The analysis of meaning is an investigation of the inferential processes speakers engage in when communicating verbally. It is useful to distinguish between three types of such inferences, which I shall call linguistic, implicit, and implicative. Linguistic inferences pertain to the elaboration of those relationships expressed by syntactic manipulations such as subject-verb, verb-object, complement, relative clause, question, passive transformation, nominalization, tense, number, transitivity, and so on. Studies on the acquisition of language (see Smith and Miller, 1966) reveal that children very early master this kind of competence, perhaps as early as age three-and-a-half or shortly thereafter. Implicit inferences pertain to the semantic or conceptual implications of morphemes, words, and larger linguistic constructions. They presuppose knowledge of criterial and nonessential attributes of words (denotation and connotation) and their relation to the world. For instance, the verb "to eat" preserves its criterial attributes in "the man eats bread" and "the man eats soup," but one must also be aware of the facts that in the latter case, but not in the former, a "spoon" is implied, otherwise one would not realize the unusual implications of "the man eats bread with a spoon," or the difference between "the man eats soup" and "the dog eats soup."
Contrastive differences of a particular sort, which I have called elsewhere (James, 1968) "aspectual qualities" of words, are implicit in sets such as "to stare" vs. "to notice" (extended vs. short duration), "obsolescent" vs. "obsolete" (inception), "to nag" vs. "to criticize" (iteration), "to hire" vs. "to rent" (directionality), "filthy" vs. "dirty" (intensity), "to toss" vs. "to throw" (nonchalance), and so on. Another instance of implicit inferences pertains to the "affectivity" of words: the fact that "mother" is good, "elephant" is strong, "old man" is passive, "airplane" is fast, "rabbit" is weak but fast, "pyramid" is strong but passive, and so on (see James, 1969a). At the sentential level, implicit inferences recover such facts that in "She'll make someone a nice husband" (C. E. Osgood) the attributes of masculinity and dominance are implied and not sex.
Implicative inferences pertain to the function of utterances and their psycho-logical (as well as psychological) implications.

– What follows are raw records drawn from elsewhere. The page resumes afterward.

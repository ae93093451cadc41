//! # Input Module
//!
//! Adapters that keep the latest known state of each control source.
//!
//! Each adapter runs its own receive loop and publishes into a last-value
//! cell. The router only ever reads those cells.

pub mod snapshot;
pub mod cell;
pub mod mapper;
pub mod device;
pub mod physical;
pub mod vision;
pub mod forward;

use std::net::SocketAddr;
use tokio::task::JoinHandle;

use cell::SourceReader;

/// A running adapter: its read side plus the background receive task
#[derive(Debug)]
pub struct AdapterHandle {
    reader: SourceReader,
    task: JoinHandle<()>,
    local_addr: Option<SocketAddr>,
}

impl AdapterHandle {
    pub(crate) fn new(reader: SourceReader, task: JoinHandle<()>, local_addr: Option<SocketAddr>) -> Self {
        Self {
            reader,
            task,
            local_addr,
        }
    }

    /// Non-blocking read side for the router
    pub fn reader(&self) -> SourceReader {
        self.reader.clone()
    }

    /// Bound UDP address, for UDP-backed adapters
    pub fn local_addr(&self) -> Option<SocketAddr> {
        self.local_addr
    }

    /// True once the receive loop has exited
    pub fn is_finished(&self) -> bool {
        self.task.is_finished()
    }

    /// Wait for the receive loop to exit
    pub async fn join(self) {
        if let Err(e) = self.task.await {
            tracing::warn!("Adapter task ended abnormally: {}", e);
        }
    }
}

To communicate effectively, an individual must know the difference between, say a promise and a request, and must be able to recognize which of these a speaker intends by a particular utterance. He must also recognize the logical implications of discourse "hinges" whether overt such as "therefore," "thus," "it follows that," etc., or covert and given by juxtaposition or sequencing (e.g., "Oh! We can't go out. It's raining" where causation is implied; cf. also the psychologic involved in the construction of paragraphs, Koen, 1968). Utterances also provide clues to the momentary psychological state of the speaker (e.g., emotional involvement, manipulative intentions) as well as more permanent characteristics (such as geographic origin, education, etc.). The quality of communication (its breadth, scope, effectiveness) will be a function of the quality of the inferences produced by the speaker and hearer on the three levels just outlined.

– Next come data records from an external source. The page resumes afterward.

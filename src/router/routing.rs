//! # Routing Table
//!
//! Static assignment of output channels to sources.

use crate::config::RoutingConfig;

/// How an output axis is sourced
#[derive(Debug, Clone, Copy, PartialEq, Eq)]
pub enum AxisClass {
    /// Switches between physical and vision with the mode
    Primary,
    /// Always physical
    Auxiliary,
}

/// Output channel layout
///
/// Axes are kept sorted by index with primary and auxiliary merged, buttons
/// sorted with the mode button removed. Frames are composed in this order.
#[derive(Debug, Clone, PartialEq, Eq)]
pub struct RoutingTable {
    axes: Vec<(u8, AxisClass)>,
    buttons: Vec<u8>,
    mode_button: u8,
}

impl RoutingTable {
    /// Builds the table from explicit index lists.
    ///
    /// Duplicate indices collapse to one entry; an index listed as both
    /// primary and auxiliary is primary.
    #[must_use]
    pub fn new(primary: &[u8], auxiliary: &[u8], buttons: &[u8], mode_button: u8) -> Self {
        let mut axes: Vec<(u8, AxisClass)> = primary
            .iter()
            .map(|&index| (index, AxisClass::Primary))
            .chain(auxiliary.iter().map(|&index| (index, AxisClass::Auxiliary)))
            .collect();
        // Stable sort keeps the primary entry first among duplicates
        axes.sort_by_key(|&(index, _)| index);
        axes.dedup_by_key(|&mut (index, _)| index);

        let mut buttons: Vec<u8> = buttons.iter().copied().filter(|&b| b != mode_button).collect();
        buttons.sort_unstable();
        buttons.dedup();

        Self {
            axes,
            buttons,
            mode_button,
        }
    }

    /// Builds the table from the `[routing]` section.
    #[must_use]
    pub fn from_config(config: &RoutingConfig) -> Self {
        Self::new(
            &config.primary_axes,
            &config.auxiliary_axes,
            &config.buttons,
            config.mode_button,
        )
    }

    /// Class of an axis, `None` if it is not routed.
    #[must_use]
    pub fn class_of(&self, axis: u8) -> Option<AxisClass> {
        self.axes
            .binary_search_by_key(&axis, |&(index, _)| index)
            .ok()
            .map(|pos| self.axes[pos].1)
    }

    /// All routed axes in output order.
    pub fn axes(&self) -> &[(u8, AxisClass)] {
        &self.axes
    }

    /// Primary axes in output order.
    pub fn primary_axes(&self) -> impl Iterator<Item = u8> + '_ {
        self.axes
            .iter()
            .filter(|(_, class)| *class == AxisClass::Primary)
            .map(|(index, _)| *index)
    }

    /// Forwarded buttons in output order (mode button excluded).
    pub fn buttons(&self) -> &[u8] {
        &self.buttons
    }

    pub fn mode_button(&self) -> u8 {
        self.mode_button
    }

    /// Events in every frame.
    #[must_use]
    pub fn frame_len(&self) -> usize {
        self.axes.len() + self.buttons.len()
    }
}

impl Default for RoutingTable {
    fn default() -> Self {
        Self::from_config(&RoutingConfig::default())
    }
}
//! # Output Sink
//!
//! Sends composed output frames to the downstream consumer over UDP.
//!
//! This module handles:
//! - Opening a UDP socket connected to the configured host:port
//! - Encoding each frame event as one datagram
//! - Bounding each frame send with one short timeout so the tick loop never stalls

use std::time::Duration;
use tokio::net::UdpSocket;
use tokio::time::Instant;
use tracing::{debug, info};

use super::transport::{DatagramSink, UdpDatagramSink};
use crate::error::{Result, RouterError};
use crate::event::encoder::encode_event;
use crate::event::protocol::JoystickEvent;
use crate::router::frame::OutputFrame;

/// Output Sink
///
/// Owns the output transport for the lifetime of the router loop.
pub struct OutputSink<S: DatagramSink = UdpDatagramSink> {
    transport: S,
    destination: String,
    send_timeout: Duration,
    frames_sent: u64,
}

impl<S: DatagramSink> std::fmt::Debug for OutputSink<S> {
    fn fmt(&self, f: &mut std::fmt::Formatter<'_>) -> std::fmt::Result {
        f.debug_struct("OutputSink")
            .field("destination", &self.destination)
            .field("send_timeout", &self.send_timeout)
            .field("frames_sent", &self.frames_sent)
            .finish_non_exhaustive()
    }
}

impl OutputSink<UdpDatagramSink> {
    /// Open a UDP sink connected to `host:port`
    ///
    /// # Errors
    ///
    /// Returns `OutputSink` error if the local socket cannot be bound or the
    /// destination cannot be resolved. This is fatal at startup.
    ///
    /// # Examples
    ///
    /// ```no_run
    /// use std::time::Duration;
    /// use fpv_vision_router::net::sink::OutputSink;
    ///
    /// #[tokio::main]
    /// async fn main() -> anyhow::Result<()> {
    ///     let sink = OutputSink::connect("192.168.1.100", 5005, Duration::from_millis(20)).await?;
    ///     println!("Sending to {}", sink.destination());
    ///     Ok(())
    /// }
    /// ```
    pub async fn connect(host: &str, port: u16, send_timeout: Duration) -> Result<Self> {
        let destination = format!("{}:{}", host, port);

        let socket = UdpSocket::bind(("0.0.0.0", 0))
            .await
            .map_err(|e| RouterError::OutputSink(format!("Failed to bind local socket: {}", e)))?;

        socket
            .connect(&destination)
            .await
            .map_err(|e| RouterError::OutputSink(format!("Failed to connect to {}: {}", destination, e)))?;

        info!("Output sink ready, sending to {}", destination);
        Ok(Self::with_transport(UdpDatagramSink::new(socket), destination, send_timeout))
    }
}

impl<S: DatagramSink> OutputSink<S> {
    /// Wrap an existing transport
    pub fn with_transport(transport: S, destination: impl Into<String>, send_timeout: Duration) -> Self {
        Self {
            transport,
            destination: destination.into(),
            send_timeout,
            frames_sent: 0,
        }
    }

    /// Send one event as one datagram
    ///
    /// # Errors
    ///
    /// Returns `SendTimeout` if the transport does not accept the datagram in
    /// time, or `Io` if it fails.
    pub async fn send_event(&mut self, event: &JoystickEvent) -> Result<()> {
        let deadline = Instant::now() + self.send_timeout;
        self.send_before(event, deadline).await
    }

    /// Send a batch of events under one timeout
    ///
    /// The send timeout bounds the batch as a whole, not each datagram, so a
    /// slow transport can hold the caller for at most one timeout. Stops at
    /// the first failing event; the rest of the batch is dropped.
    ///
    /// # Returns
    ///
    /// * `Result<usize>` - Number of datagrams sent
    pub async fn send_batch(&mut self, events: impl IntoIterator<Item = JoystickEvent>) -> Result<usize> {
        let deadline = Instant::now() + self.send_timeout;
        let mut sent = 0;
        for event in events {
            self.send_before(&event, deadline).await?;
            sent += 1;
        }
        Ok(sent)
    }

    /// Send a whole frame, bounded like [`send_batch`](Self::send_batch)
    pub async fn send(&mut self, frame: &OutputFrame) -> Result<usize> {
        let sent = self.send_batch(frame.to_events()).await?;

        self.frames_sent += 1;
        debug!("Sent frame t={} ({} events) to {}", frame.time, sent, self.destination);
        Ok(sent)
    }

    async fn send_before(&mut self, event: &JoystickEvent, deadline: Instant) -> Result<()> {
        let datagram = encode_event(event)?;
        let limit = self.send_timeout;

        tokio::time::timeout_at(deadline, self.transport.send_datagram(&datagram))
            .await
            .map_err(|_| RouterError::SendTimeout(limit))??;

        Ok(())
    }

    /// Destination as `host:port`
    pub fn destination(&self) -> &str {
        &self.destination
    }

    /// Frames sent completely
    pub fn frames_sent(&self) -> u64 {
        self.frames_sent
    }

    /// Release the transport
    pub fn close(self) -> S {
        info!("Closing output sink to {} after {} frames", self.destination, self.frames_sent);
        self.transport
    }
}

#[cfg(test)]
mod tests {
    use super::*;
    use crate::event::decoder::decode_event;
    use crate::net::transport::mocks::RecordingSink;
    use crate::net::transport::MockDatagramSink;
    use std::io;
    use tokio_test::{assert_err, assert_ok};

    fn sample_frame() -> OutputFrame {
        let mut frame = OutputFrame::new(40);
        frame.push_axis(0, 100);
        frame.push_axis(4, -32767);
        frame.push_button(0, true);
        frame
    }

    #[tokio::test]
    async fn test_send_frame_one_datagram_per_event() {
        let transport = RecordingSink::new();
        let mut sink = OutputSink::with_transport(transport.clone(), "test", Duration::from_millis(20));

        let sent = assert_ok!(sink.send(&sample_frame()).await);
        assert_eq!(sent, 3);
        assert_eq!(sink.frames_sent(), 1);

        let datagrams = transport.get_sent();
        assert_eq!(datagrams.len(), 3);

        let decoded: Vec<_> = datagrams.iter().map(|d| decode_event(d).unwrap()).collect();
        assert_eq!(decoded[0], JoystickEvent::axis(40, 0, 100));
        assert_eq!(decoded[1], JoystickEvent::axis(40, 4, -32767));
        assert_eq!(decoded[2], JoystickEvent::button(40, 0, true));
    }

    #[tokio::test]
    async fn test_send_failure_is_reported() {
        let transport = RecordingSink::new();
        transport.set_send_error(Some(io::ErrorKind::ConnectionRefused));
        let mut sink = OutputSink::with_transport(transport.clone(), "test", Duration::from_millis(20));

        let result = sink.send(&sample_frame()).await;
        assert!(matches!(result, Err(RouterError::Io(_))));
        assert_eq!(sink.frames_sent(), 0);

        // Sink stays usable after a failure
        transport.set_send_error(None);
        assert_ok!(sink.send(&sample_frame()).await);
        assert_eq!(sink.frames_sent(), 1);
    }

    #[tokio::test]
    async fn test_send_stops_at_first_failure() {
        let mut transport = MockDatagramSink::new();
        transport
            .expect_send_datagram()
            .times(1)
            .returning(|_| Err(io::Error::new(io::ErrorKind::Other, "boom")));

        let mut sink = OutputSink::with_transport(transport, "mock", Duration::from_millis(20));
        assert_err!(sink.send(&sample_frame()).await);
    }

    #[tokio::test]
    async fn test_send_event_payload() {
        let mut transport = MockDatagramSink::new();
        transport
            .expect_send_datagram()
            .withf(|data: &[u8]| data == br#"{"type":1,"time":5,"number":2,"value":0}"#)
            .times(1)
            .returning(|data| Ok(data.len()));

        let mut sink = OutputSink::with_transport(transport, "mock", Duration::from_millis(20));
        assert_ok!(sink.send_event(&JoystickEvent::button(5, 2, false)).await);
    }

    struct StalledSink;

    #[async_trait::async_trait]
    impl DatagramSink for StalledSink {
        async fn send_datagram(&mut self, _data: &[u8]) -> io::Result<usize> {
            std::future::pending().await
        }
    }

    #[tokio::test(start_paused = true)]
    async fn test_send_times_out() {
        let mut sink = OutputSink::with_transport(StalledSink, "stalled", Duration::from_millis(20));
        let result = sink.send(&sample_frame()).await;
        assert!(matches!(result, Err(RouterError::SendTimeout(d)) if d == Duration::from_millis(20)));
    }

    /// Accepts every datagram, but only after `delay`
    struct SlowSink {
        delay: Duration,
        accepted: usize,
    }

    #[async_trait::async_trait]
    impl DatagramSink for SlowSink {
        async fn send_datagram(&mut self, data: &[u8]) -> io::Result<usize> {
            tokio::time::sleep(self.delay).await;
            self.accepted += 1;
            Ok(data.len())
        }
    }

    #[tokio::test(start_paused = true)]
    async fn test_timeout_bounds_whole_frame() {
        let mut frame = OutputFrame::new(0);
        for index in 0..8 {
            frame.push_axis(index, 0);
        }
        for index in 0..14 {
            frame.push_button(index, false);
        }

        // Each datagram alone fits the timeout; the frame does not
        let transport = SlowSink {
            delay: Duration::from_millis(19),
            accepted: 0,
        };
        let mut sink = OutputSink::with_transport(transport, "slow", Duration::from_millis(20));

        let started = tokio::time::Instant::now();
        let result = sink.send(&frame).await;
        let elapsed = started.elapsed();

        assert!(matches!(result, Err(RouterError::SendTimeout(_))));
        assert!(elapsed <= Duration::from_millis(20), "frame send took {:?}", elapsed);
        assert_eq!(sink.frames_sent(), 0);
        assert_eq!(sink.close().accepted, 1);
    }

    #[tokio::test(start_paused = true)]
    async fn test_fast_frame_within_timeout() {
        let transport = SlowSink {
            delay: Duration::from_millis(5),
            accepted: 0,
        };
        let mut sink = OutputSink::with_transport(transport, "slow", Duration::from_millis(20));

        assert_eq!(sink.send(&sample_frame()).await.unwrap(), 3);
        assert_eq!(sink.close().accepted, 3);
    }

    #[tokio::test]
    async fn test_connect_and_send_over_udp() {
        let receiver = UdpSocket::bind("127.0.0.1:0").await.unwrap();
        let port = receiver.local_addr().unwrap().port();

        let mut sink = OutputSink::connect("127.0.0.1", port, Duration::from_millis(100))
            .await
            .unwrap();
        assert_eq!(sink.destination(), format!("127.0.0.1:{}", port));
        sink.send_event(&JoystickEvent::axis(1, 0, 55)).await.unwrap();

        let mut buf = [0u8; 1024];
        let len = receiver.recv(&mut buf).await.unwrap();
        assert_eq!(decode_event(&buf[..len]).unwrap(), JoystickEvent::axis(1, 0, 55));
    }
}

Communicative competence is a reflection of the quality of the linguistic, implicit, and implicative inferences of which an individual is capable. A theory of communicative competence, which is an attempt at specifying the nature of these inferences, will draw upon the knowledge developed in a wide body of interdisciplinary fields: linguistics (for clarifying syntactic relations), philosophy and psychology (for clarifying logical implications of statements and the acquisition and use of conceptual cognitive structures), sociology (for revealing characteristics of speakers that accrue to them by virtue of the social organization they belong to), and so on. The techniques which these and other disciplines have developed provide useful tools for the investigation of communicative inferences: on criteriality of semantic features (cf. componential analysis in cultural anthropology, Tyler, 1969), on commonplace background expectations in ordinary conversation (cf. the ethnomethodological procedures discussed by Garfinkel, 1968), on the management of impressions in interpersonal interaction (cf. Goffman, 1967, 1959), on the function of utterances (Searle, 1969; Skinner, 1957), on affectivity (cf. Osgood, James, May, and Miron, in press), on inferential reasoning (cf. Bruner, Austin, and Goodwin, 1957), and many others.
I purposefully omit mentioning here the traditional works on rhetoric, stylistics, and literary criticism, not because they are unhelpful, but because they represent where we want to go, but by a different road than has been used so far in those areas. These previous attempts, important as they are in revealing the richness and complexity of verbal communication, have failed to develop a systematicity that would insure the development of a cumulative body of knowledge upon which new insights can build and gradually chip away at the iceberg of ignorance. There is a critical need for accumulating facts and phenomena of verbal communication which can be recognized and accepted by scholars independently of their particular traditional orientation. For this we need to develop systematic tools of observations and classification by borrowing from the work carried out in the various disciplines mentioned.